[Stored items]
//! Error types for powcheck.

use std::path::PathBuf;

/// Main error type for powcheck.
///
/// Only run-level failures are represented here. Problems with an individual
/// file are folded into its [`Verdict`](crate::types::Verdict) instead.
#[derive(thiserror::Error, Debug)]
pub enum PowCheckError {
    /// The root folder does not exist or is not a directory.
    #[error("{} is not a valid directory", .0.display())]
    InvalidRoot(PathBuf),

    /// Configuration value rejected during validation.
    #[error("Invalid configuration: {0}")]
    InvalidConfig(String),

    /// The exponent's power of two cannot be materialised in memory.
    #[error("Exponent {0} is too large to expand")]
    ExponentTooLarge(String),

    /// The report could not be written.
    #[error("Failed to write report to {}: {source}", .path.display())]
    ReportWrite {
        /// Destination of the report
        path: PathBuf,
        /// Underlying I/O error
        source: std::io::Error,
    },

    /// I/O error.
    #[error("I/O error: {0}")]
    Io(#[from] std::io::Error),

    /// Serialization/deserialization error.
    #[error("JSON error: {0}")]
    Json(#[from] serde_json::Error),
}

/// Type alias for Result with PowCheckError.
pub type Result<T> = std::result::Result<T, PowCheckError>;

**The task**
Among the records above, extract exactly the lines from the line with "rejected during validation." to the line with "not be written.", both lines included, and leave out the rest.

**Result below**
    /// Configuration value rejected during validation.
    #[error("Invalid configuration: {0}")]
    InvalidConfig(String),

    /// The exponent's power of two cannot be materialised in memory.
    #[error("Exponent {0} is too large to expand")]
    ExponentTooLarge(String),

    /// The report could not be written.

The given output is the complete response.